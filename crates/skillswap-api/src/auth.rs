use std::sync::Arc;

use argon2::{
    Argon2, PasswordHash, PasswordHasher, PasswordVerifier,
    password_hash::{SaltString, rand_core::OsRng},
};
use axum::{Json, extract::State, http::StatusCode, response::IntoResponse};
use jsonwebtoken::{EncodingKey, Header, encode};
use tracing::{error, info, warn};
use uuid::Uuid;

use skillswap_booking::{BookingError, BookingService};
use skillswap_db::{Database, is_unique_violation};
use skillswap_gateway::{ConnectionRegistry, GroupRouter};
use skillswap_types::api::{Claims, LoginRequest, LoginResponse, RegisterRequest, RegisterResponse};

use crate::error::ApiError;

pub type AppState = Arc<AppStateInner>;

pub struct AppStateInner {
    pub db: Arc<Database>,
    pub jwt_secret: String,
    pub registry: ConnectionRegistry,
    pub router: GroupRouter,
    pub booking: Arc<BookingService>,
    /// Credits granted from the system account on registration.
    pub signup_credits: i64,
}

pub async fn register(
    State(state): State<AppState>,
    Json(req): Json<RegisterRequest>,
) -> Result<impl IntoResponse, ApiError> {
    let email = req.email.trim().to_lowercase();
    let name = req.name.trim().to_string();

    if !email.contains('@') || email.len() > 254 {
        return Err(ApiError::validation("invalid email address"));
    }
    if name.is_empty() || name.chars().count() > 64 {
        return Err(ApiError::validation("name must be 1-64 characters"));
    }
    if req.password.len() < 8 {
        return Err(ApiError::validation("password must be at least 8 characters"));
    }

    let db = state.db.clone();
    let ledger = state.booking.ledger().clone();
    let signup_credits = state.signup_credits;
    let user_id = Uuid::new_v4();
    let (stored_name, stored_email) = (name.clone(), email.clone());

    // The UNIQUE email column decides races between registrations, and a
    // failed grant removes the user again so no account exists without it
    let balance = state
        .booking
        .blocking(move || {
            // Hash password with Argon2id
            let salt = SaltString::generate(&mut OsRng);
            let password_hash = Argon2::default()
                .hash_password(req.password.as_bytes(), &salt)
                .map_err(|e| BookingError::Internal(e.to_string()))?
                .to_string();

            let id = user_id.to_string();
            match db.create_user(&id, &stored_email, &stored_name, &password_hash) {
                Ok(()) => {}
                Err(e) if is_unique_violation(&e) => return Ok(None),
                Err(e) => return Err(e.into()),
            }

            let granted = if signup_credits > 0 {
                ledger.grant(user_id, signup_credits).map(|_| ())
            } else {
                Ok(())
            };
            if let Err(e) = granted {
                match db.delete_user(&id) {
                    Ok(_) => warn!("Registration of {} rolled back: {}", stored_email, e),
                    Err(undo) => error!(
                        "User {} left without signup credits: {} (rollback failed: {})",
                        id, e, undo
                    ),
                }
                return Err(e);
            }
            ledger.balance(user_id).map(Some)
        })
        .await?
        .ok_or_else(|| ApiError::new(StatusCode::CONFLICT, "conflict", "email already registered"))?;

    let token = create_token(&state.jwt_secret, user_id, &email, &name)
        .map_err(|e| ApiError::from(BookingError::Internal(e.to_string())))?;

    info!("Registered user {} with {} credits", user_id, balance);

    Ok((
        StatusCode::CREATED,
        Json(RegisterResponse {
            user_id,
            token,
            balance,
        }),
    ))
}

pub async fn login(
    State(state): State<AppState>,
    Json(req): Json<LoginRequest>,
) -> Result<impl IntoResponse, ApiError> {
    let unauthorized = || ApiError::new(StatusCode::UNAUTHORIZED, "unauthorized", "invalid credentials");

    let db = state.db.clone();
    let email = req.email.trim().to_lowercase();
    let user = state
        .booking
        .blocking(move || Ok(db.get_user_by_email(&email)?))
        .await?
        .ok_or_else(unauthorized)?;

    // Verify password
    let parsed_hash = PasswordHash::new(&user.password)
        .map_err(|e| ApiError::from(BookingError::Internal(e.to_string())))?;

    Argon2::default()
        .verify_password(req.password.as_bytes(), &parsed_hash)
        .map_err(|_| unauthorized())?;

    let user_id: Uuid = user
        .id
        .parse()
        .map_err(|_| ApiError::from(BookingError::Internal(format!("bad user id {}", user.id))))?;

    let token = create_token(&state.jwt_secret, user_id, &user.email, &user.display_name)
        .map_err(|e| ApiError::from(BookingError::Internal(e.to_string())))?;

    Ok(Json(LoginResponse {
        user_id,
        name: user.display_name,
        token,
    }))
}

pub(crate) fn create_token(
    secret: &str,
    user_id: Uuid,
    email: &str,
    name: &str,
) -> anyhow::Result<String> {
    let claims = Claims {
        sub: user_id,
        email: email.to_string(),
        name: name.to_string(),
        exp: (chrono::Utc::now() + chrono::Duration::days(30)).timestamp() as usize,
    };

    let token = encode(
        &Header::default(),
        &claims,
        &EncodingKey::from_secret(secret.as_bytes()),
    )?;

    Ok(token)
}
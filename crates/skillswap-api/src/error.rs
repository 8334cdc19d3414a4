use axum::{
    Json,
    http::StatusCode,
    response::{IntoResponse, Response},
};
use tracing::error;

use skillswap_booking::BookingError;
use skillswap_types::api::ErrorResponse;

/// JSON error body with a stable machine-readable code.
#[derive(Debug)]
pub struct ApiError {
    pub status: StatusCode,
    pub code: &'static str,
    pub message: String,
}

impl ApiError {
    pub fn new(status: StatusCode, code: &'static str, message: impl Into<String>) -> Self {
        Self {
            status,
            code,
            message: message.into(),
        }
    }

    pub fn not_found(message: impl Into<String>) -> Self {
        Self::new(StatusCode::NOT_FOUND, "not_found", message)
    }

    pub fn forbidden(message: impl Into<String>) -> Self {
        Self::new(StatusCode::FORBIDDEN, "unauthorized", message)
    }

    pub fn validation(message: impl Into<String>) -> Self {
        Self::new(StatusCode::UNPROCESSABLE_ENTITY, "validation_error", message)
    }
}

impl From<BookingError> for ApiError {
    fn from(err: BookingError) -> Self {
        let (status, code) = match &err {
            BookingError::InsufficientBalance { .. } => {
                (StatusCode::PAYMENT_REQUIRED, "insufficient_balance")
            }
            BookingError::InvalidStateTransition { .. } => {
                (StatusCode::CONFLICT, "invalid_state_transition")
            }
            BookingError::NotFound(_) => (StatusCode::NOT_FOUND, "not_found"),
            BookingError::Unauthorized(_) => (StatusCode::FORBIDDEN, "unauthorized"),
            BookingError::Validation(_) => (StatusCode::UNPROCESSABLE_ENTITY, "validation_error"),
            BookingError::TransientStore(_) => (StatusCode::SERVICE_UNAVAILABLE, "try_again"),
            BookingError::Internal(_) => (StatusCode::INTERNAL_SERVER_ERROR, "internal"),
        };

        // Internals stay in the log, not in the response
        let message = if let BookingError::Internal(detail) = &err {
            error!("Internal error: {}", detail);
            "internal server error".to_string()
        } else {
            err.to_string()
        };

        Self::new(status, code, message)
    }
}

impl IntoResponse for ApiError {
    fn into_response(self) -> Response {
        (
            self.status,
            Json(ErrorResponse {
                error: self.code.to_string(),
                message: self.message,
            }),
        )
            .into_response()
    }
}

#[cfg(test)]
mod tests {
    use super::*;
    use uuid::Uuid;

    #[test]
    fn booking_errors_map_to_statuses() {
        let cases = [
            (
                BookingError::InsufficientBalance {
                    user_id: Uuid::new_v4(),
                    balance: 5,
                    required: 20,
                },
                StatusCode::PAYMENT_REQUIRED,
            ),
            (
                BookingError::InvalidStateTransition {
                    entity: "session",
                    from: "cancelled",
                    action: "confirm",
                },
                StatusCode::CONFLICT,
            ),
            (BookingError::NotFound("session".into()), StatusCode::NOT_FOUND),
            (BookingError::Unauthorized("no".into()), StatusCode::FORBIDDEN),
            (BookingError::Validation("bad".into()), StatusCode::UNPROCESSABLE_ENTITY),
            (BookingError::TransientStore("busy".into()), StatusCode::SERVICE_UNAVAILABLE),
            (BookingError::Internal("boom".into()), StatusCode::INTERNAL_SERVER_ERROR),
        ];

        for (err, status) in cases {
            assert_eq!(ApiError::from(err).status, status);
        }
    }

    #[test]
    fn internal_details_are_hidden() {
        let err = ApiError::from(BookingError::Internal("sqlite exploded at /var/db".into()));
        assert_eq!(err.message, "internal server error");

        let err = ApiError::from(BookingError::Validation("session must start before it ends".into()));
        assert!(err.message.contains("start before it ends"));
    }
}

+--

_PROBLEM REQUIREMENTS_: In the listing, how many lines carry the string "Database"? Answer with a number only.

_WORKED SOLUTION_: 2